Le precisazioni dell’assessore regionale Lanzarin tolgono spazio a qualunque dubbio: «Verrà creata una nuova qualifica complementare di assistenza sanitaria dell’operatore socio sanitario capace di contribuire in questo momento particolare che le strutture intermedie stanno attraversando. Non sostituirà l’infermiere, anzi, sarà subordinato a un infermiere o a un medico e coopererà al sistema sanitario territoriale».
Per prenderci cura di un crescente numero di anziani serviranno azioni molteplici in più direzioni (la delibera 305 della Regione Veneto va in questo verso) e più risorse. Necessariamente a quelle pubbliche dovranno aggiungersi le risorse dei privati (fondazioni, welfare di comunità, assicurazioni) e delle famiglie. Ci saranno anziani longevi, ma anche con condizioni di salute particolarmente fragili. Troppo fragili perché la famiglia si possa prendere cura di loro in casa. L’ alternativa per questi, spesso non è Rsa oppure casa, ma Rsa oppure ospedale. Di strutture residenziali ci sarà sempre grande bisogno.
L’assistenza domiciliare ha uno spazio immenso (il 75 per cento degli anziani non troverebbe posto nelle Rsa) ma va costruita sulla professionalità degli operatori (infermieri, operatori sociosanitari, fisioterapisti, educatori/ psicologi…) e con il ricorso massiccio alle tecnologie digitali già disponibili, remotizzate nelle Rsa del territorio.

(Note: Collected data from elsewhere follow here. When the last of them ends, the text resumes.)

impl Reader {
    /// Opens and validates the file at `path` with default options.
    pub fn open(path: impl AsRef<Path>) -> Result<Reader> {
        OpenOptions::default().open(path)
    }

    /// Validates `buf` with default options.
    pub fn from_bytes(buf: Vec<u8>) -> Result<Reader> {
        OpenOptions::default().open_bytes(buf)
    }

    /// Runs the validator if it has not run yet. A failure is sticky: the
    /// buffer is dropped and every later call reports the same error.
    pub fn validate(&mut self) -> Result<&ValidationSummary> {
        let state = mem::replace(&mut self.state, State::Closed);
        self.state = match state {
            State::Pending(backing) => match certify(backing.bytes(), &self.opts) {
                Ok((root, summary, hashes)) => {
                    debug!(id = self.id, len = summary.buffer_len, "reader.validated");
                    State::Ready(Ready {
                        backing,
                        root,
                        summary,
                        hashes,
                    })
                }
                Err(err) => {
                    debug!(id = self.id, error = %err, "reader.rejected");
                    State::Failed(err)
                }
            },
            other => other,
        };
        Ok(&self.ready()?.summary)
    }

    /// True once validation has succeeded and the reader is not closed.
    pub fn is_ready(&self) -> bool {
        matches!(self.state, State::Ready(_))
    }

    /// True after [`Reader::close`].
    pub fn is_closed(&self) -> bool {
        matches!(self.state, State::Closed)
    }

    /// Releases the buffer. Every later call fails with
    /// [`FlatError::Closed`]; closing twice is harmless.
    pub fn close(&mut self) {
        if !self.is_closed() {
            debug!(id = self.id, "reader.close");
        }
        self.state = State::Closed;
    }

    fn ready(&self) -> Result<&Ready> {
        match &self.state {
            State::Ready(ready) => Ok(ready),
            State::Pending(_) => Err(FlatError::NotValidated),
            State::Failed(err) => Err(FlatError::Validation(err.clone())),
            State::Closed => Err(FlatError::Closed),
        }
    }

    fn raw(&self) -> Result<Raw<'_>> {
        let ready = self.ready()?;
        Ok(Raw::with_hashes(ready.backing.bytes(), &ready.hashes))
    }

    /// The node behind `v`, provided this reader produced it and is ready.
    fn node(&self, v: ValueRef) -> Result<Node> {
        self.ready()?;
        if v.origin() != self.id {
            return Err(FlatError::ForeignReference);
        }
        Ok(v.node())
    }

    fn resolve(&self, v: ValueRef) -> Result<(Raw<'_>, Node)> {
        let node = self.node(v)?;
        Ok((self.raw()?, node))
    }

    fn wrap(&self, node: Node) -> ValueRef {
        ValueRef::new(self.id, node)
    }

    /// What validation saw.
    pub fn summary(&self) -> Result<&ValidationSummary> {
        Ok(&self.ready()?.summary)
    }

    /// The validated bytes.
    pub fn as_bytes(&self) -> Result<&[u8]> {
        Ok(self.ready()?.backing.bytes())
    }

    /// The root value.
    pub fn root(&self) -> Result<ValueRef> {
        Ok(self.wrap(self.ready()?.root))
    }

    /// Empty, bool or number value of `v`.
    pub fn scalar(&self, v: ValueRef) -> Result<Scalar> {
        let (raw, node) = self.resolve(v)?;
        match node {
            Node::Empty => Ok(Scalar::Empty),
            Node::Bool(b) => Ok(Scalar::Bool(b)),
            _ => raw
                .number(node)?
                .map(Scalar::Number)
                .ok_or_else(|| FlatError::mismatch("scalar", node.kind_name())),
        }
    }

    /// Numeric value of a number or bool.
    pub fn number(&self, v: ValueRef) -> Result<Number> {
        let (raw, node) = self.resolve(v)?;
        raw.number(node)?
            .ok_or_else(|| FlatError::mismatch("number", node.kind_name()))
    }

    /// String contents, borrowed from the buffer.
    pub fn str(&self, v: ValueRef) -> Result<&str> {
        let (raw, node) = self.resolve(v)?;
        let Node::String(off) = node else {
            return Err(FlatError::mismatch("string", node.kind_name()));
        };
        std::str::from_utf8(raw.str_bytes(off)?)
            .map_err(|_| ValidationError::InvalidUtf8 { offset: off.0 }.into())
    }

    /// Read-only bit vector view; its mutators fail with
    /// [`FlatError::ReadOnly`].
    pub fn bitvector(&self, v: ValueRef) -> Result<Bits<'_>> {
        let (raw, node) = self.resolve(v)?;
        let Node::BitVector(b) = node else {
            return Err(FlatError::mismatch("bitvector", node.kind_name()));
        };
        Ok(Bits::Mapped(raw.bits(b)?))
    }

    /// Bit `i` of a bit vector.
    pub fn is_set(&self, v: ValueRef, i: u32) -> Result<bool> {
        self.bitvector(v)?.is_set(i)
    }

    fn vector_ref(&self, v: ValueRef) -> Result<(Raw<'_>, VectorRef)> {
        match self.resolve(v)? {
            (raw, Node::Vector(vr)) => Ok((raw, vr)),
            (_, other) => Err(FlatError::mismatch("vector", other.kind_name())),
        }
    }

    /// Element count of a vector.
    pub fn vector_len(&self, v: ValueRef) -> Result<u32> {
        Ok(self.vector_ref(v)?.1.len)
    }

    /// Element `i` of a vector.
    pub fn vector_item(&self, v: ValueRef, i: u32) -> Result<ValueRef> {
        let (raw, vr) = self.vector_ref(v)?;
        if i >= vr.len {
            return Err(FlatError::bounds(i, vr.len));
        }
        Ok(self.wrap(raw.vector_item(vr, i)?))
    }

    /// Elements `lo..hi` of a vector as a new reference onto the same
    /// bytes. A slice keeps the container id of its source.
    pub fn slice(&self, v: ValueRef, lo: u32, hi: u32) -> Result<ValueRef> {
        let (_, vr) = self.vector_ref(v)?;
        if hi > vr.len {
            return Err(FlatError::bounds(hi, vr.len));
        }
        if lo > hi {
            return Err(FlatError::bounds(lo, hi));
        }
        if vr.kind == VectorKind::Empty {
            return Ok(v);
        }
        let start = vr
            .start
            .checked_add(lo)
            .ok_or(FlatError::Capacity("slice start exceeds u32"))?;
        Ok(self.wrap(Node::Vector(VectorRef {
            start,
            len: hi - lo,
            ..vr
        })))
    }

    /// Iterates the elements of a vector.
    pub fn iter(&self, v: ValueRef) -> Result<VectorIter<'_>> {
        let (raw, vr) = self.vector_ref(v)?;
        Ok(VectorIter {
            raw,
            origin: self.id,
            v: vr,
            next: 0,
        })
    }

    /// Membership: element of a vector (linear scan), element of a set or
    /// key of a map.
    pub fn contains(&self, v: ValueRef, item: &Value) -> Result<bool> {
        let (raw, node) = self.resolve(v)?;
        match node {
            Node::Vector(vr) => {
                for i in 0..vr.len {
                    if raw.eq_owned(item, raw.vector_item(vr, i)?)? {
                        return Ok(true);
                    }
                }
                Ok(false)
            }
            Node::Set(t) => Ok(self.find(t, false, Needle::Owned(item))?.is_some()),
            Node::Map(t) => Ok(self.find(t, true, Needle::Owned(item))?.is_some()),
            other => Err(FlatError::mismatch("container", other.kind_name())),
        }
    }

    fn needle<'k>(&self, key: Key<'k>) -> Result<Needle<'k>> {
        Ok(match key {
            Key::Owned(value) => Needle::Owned(value),
            Key::Ref(r) => Needle::Stored(self.node(r)?),
        })
    }

    fn find(
        &self,
        t: TableRef,
        is_map: bool,
        key: Needle<'_>,
    ) -> Result<Option<(TableHead, u32)>> {
        let raw = self.raw()?;
        let hash = match key {
            Needle::Owned(value) => value.hash(),
            Needle::Stored(node) => raw
                .hash(node)?
                .ok_or(FlatError::Unhashable(node.kind_name()))?,
        };
        let Some(off) = t.0 else {
            return Ok(None);
        };
        let head = raw.table_head(off, is_map)?;
        let slot = table::lookup(&raw, &head, hash, |candidate| match key {
            Needle::Owned(value) => raw.eq_owned(value, candidate),
            Needle::Stored(node) => raw.eq(node, candidate),
        })?;
        Ok(slot.map(|s| (head, s)))
    }

    /// Value stored under `key` in a map.
    pub fn map_get<'k>(&self, v: ValueRef, key: impl Into<Key<'k>>) -> Result<Option<ValueRef>> {
        let (raw, node) = self.resolve(v)?;
        let Node::Map(t) = node else {
            return Err(FlatError::mismatch("map", node.kind_name()));
        };
        let Some((head, slot)) = self.find(t, true, self.needle(key.into())?)? else {
            return Ok(None);
        };
        let cell = raw.slot_value(&head, slot)?;
        Ok(Some(self.wrap(raw.decode(cell, head.value_pos(slot) as u32)?)))
    }

    /// Whether a set holds `key`.
    pub fn set_contains<'k>(&self, v: ValueRef, key: impl Into<Key<'k>>) -> Result<bool> {
        let node = self.node(v)?;
        let Node::Set(t) = node else {
            return Err(FlatError::mismatch("set", node.kind_name()));
        };
        Ok(self.find(t, false, self.needle(key.into())?)?.is_some())
    }

    fn table(&self, v: ValueRef) -> Result<(Raw<'_>, TableRef, bool)> {
        match self.resolve(v)? {
            (raw, Node::Map(t)) => Ok((raw, t, true)),
            (raw, Node::Set(t)) => Ok((raw, t, false)),
            (_, other) => Err(FlatError::mismatch("map or set", other.kind_name())),
        }
    }

    /// Number of entries in a map or set.
    pub fn table_len(&self, v: ValueRef) -> Result<u32> {
        match self.table(v)? {
            (raw, TableRef(Some(off)), is_map) => Ok(raw.table_head(off, is_map)?.n_items),
            (_, TableRef(None), _) => Ok(0),
        }
    }

    /// Iterates the entries of a map or set in slot order. Set entries
    /// carry no value.
    pub fn entries(&self, v: ValueRef) -> Result<Entries<'_>> {
        let (raw, t, is_map) = self.table(v)?;
        let head = match t {
            TableRef(Some(off)) => Some(raw.table_head(off, is_map)?),
            TableRef(None) => None,
        };
        Ok(Entries {
            raw,
            origin: self.id,
            head,
            next: 0,
        })
    }

    /// Identity of a non-empty vector, map or set.
    pub fn container_id(&self, v: ValueRef) -> Result<Option<ContainerId>> {
        let (raw, node) = self.resolve(v)?;
        let off = match node {
            Node::Vector(vr) if vr.kind != VectorKind::Empty => vr.offset,
            Node::Map(TableRef(Some(off))) | Node::Set(TableRef(Some(off))) => off,
            _ => return Ok(None),
        };
        Ok(Some(ContainerId(raw.container_id(off)?)))
    }

    /// Whether `v` may be used as a map key or set element.
    pub fn is_hashable(&self, v: ValueRef) -> Result<bool> {
        Ok(!matches!(
            self.node(v)?,
            Node::Vector(VectorRef {
                kind: VectorKind::Value { hashable: false },
                ..
            })
        ))
    }

    /// Type code of a primitive vector, e.g. `"i16"`.
    pub fn typecode(&self, v: ValueRef) -> Result<&'static str> {
        match self.node(v)? {
            Node::Vector(VectorRef {
                kind: VectorKind::Prim(kind),
                ..
            }) => Ok(kind.typecode()),
            other => Err(FlatError::mismatch("primvector", other.kind_name())),
        }
    }

    /// Canonical hash of `v`.
    pub fn hash(&self, v: ValueRef) -> Result<u32> {
        let (raw, node) = self.resolve(v)?;
        raw.hash(node)?.ok_or(FlatError::Unhashable(node.kind_name()))
    }

    /// Value equality between two references into this buffer.
    pub fn eq(&self, a: ValueRef, b: ValueRef) -> Result<bool> {
        let (raw, a) = self.resolve(a)?;
        Ok(raw.eq(a, self.node(b)?)?)
    }

    /// Value equality between a reference and an owned value.
    pub fn eq_value(&self, a: ValueRef, b: &Value) -> Result<bool> {
        let (raw, a) = self.resolve(a)?;
        Ok(raw.eq_owned(b, a)?)
    }

    /// Ordering of numbers, strings, bit vectors and vectors.
    pub fn compare(&self, a: ValueRef, b: ValueRef) -> Result<Ordering> {
        let (raw, a) = self.resolve(a)?;
        raw.compare(a, self.node(b)?)
    }

    /// Copies `v` and everything below it into an owned value.
    pub fn to_value(&self, v: ValueRef) -> Result<Value> {
        let (raw, node) = self.resolve(v)?;
        Ok(match node {
            Node::Empty => Value::Empty,
            Node::Bool(b) => Value::Bool(b),
            Node::I8(x) => Value::I8(x),
            Node::U8(x) => Value::U8(x),
            Node::I16(x) => Value::I16(x),
            Node::U16(x) => Value::U16(x),
            Node::I32(x) => Value::I32(x),
            Node::U32(x) => Value::U32(x),
            Node::I64(off) => Value::I64(raw.i64_at(off)?),
            Node::U64(off) => Value::U64(raw.u64_record(off)?),
            Node::F32(f) => Value::F32(f),
            Node::String(_) => Value::String(self.str(v)?.to_owned()),
            Node::BitVector(b) => Value::BitVector(raw.bits(b)?.to_owned()?),
            Node::Vector(vr) => match vr.kind {
                VectorKind::Empty => Value::Vector(Vec::new()),
                VectorKind::Prim(kind) => {
                    let column = self.prim_column(v)?;
                    let numbers = (0..column.len()).map(|i| column.number_at(i));
                    Value::PrimVector(PrimVector::from_numbers(kind, numbers)?)
                }
                VectorKind::Value { .. } => Value::Vector(
                    self.iter(v)?
                        .map(|item| self.to_value(item?))
                        .collect::<Result<_>>()?,
                ),
            },
            Node::Map(_) => Value::Map(
                self.entries(v)?
                    .map(|entry| {
                        let (k, val) = entry?;
                        let val = val.unwrap_or_else(|| self.wrap(Node::Empty));
                        Ok((self.to_value(k)?, self.to_value(val)?))
                    })
                    .collect::<Result<_>>()?,
            ),
            Node::Set(_) => Value::Set(
                self.entries(v)?
                    .map(|entry| self.to_value(entry?.0))
                    .collect::<Result<_>>()?,
            ),
        })
    }

    /// A primitive vector as a projection-sort column, read in place.
    pub fn prim_column(&self, v: ValueRef) -> Result<PrimColumn<'_>> {
        let (raw, vr) = self.vector_ref(v)?;
        let kind = match vr.kind {
            VectorKind::Prim(kind) => kind,
            VectorKind::Empty => PrimKind::U8,
            VectorKind::Value { .. } => return Err(FlatError::mismatch("primvector", "vector")),
        };
        Ok(PrimColumn {
            kind,
            bytes: raw.vector_items(vr)?,
        })
    }
}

Cambiare si può, migliorare si deve. Noi nelle Fondazioni della Diocesi Santa Tecla di Este, Sant’Antonio Abate di Alano, San Giuseppe di Quero e Santi Antonio e Michele di Fonzaso crediamo nel cambiamento, nella formazione degli operatori e, in particolare, nella tecnologia che permette di migliorare la qualità di vita degli anziani.
Bruno Bianchi
Matteo Segafredo
Antonio Turturici
Presidenti delle Fondazioni della Diocesi di Padova Santa Tecla di Este,
Sant’Antonio Abate di Alano, San Giuseppe di Quero
e Santi Antonio e Michele di Fonzaso.
Quasi tutti i dipendenti sono infermieri e Oss
Le professionalità portanti dell’assistenza nel sistema della residenzialità per anziani non autosufficienti sono gli infermieri e gli operatori sociosanitari: rappresentano il 90 per cento del personale assunto.
La tecnologia per migliorare i vari servizi
Le quattro Fondazioni della Diocesi di Padova hanno iniziato a operare nella direzione dell’innovazione tecnologica che semplifica i processi e migliora l’assistenza. Hanno già adottato, ad esempio, sistemi per rendere conto del lavoro quotidiano di assistenza, stanno studiando sistemi robotizzati per la preparazione giornaliera delle dosi personali di farmaci e stanno verificando sul mercato le tecnologie digitali di supporto all’assistenza domiciliare.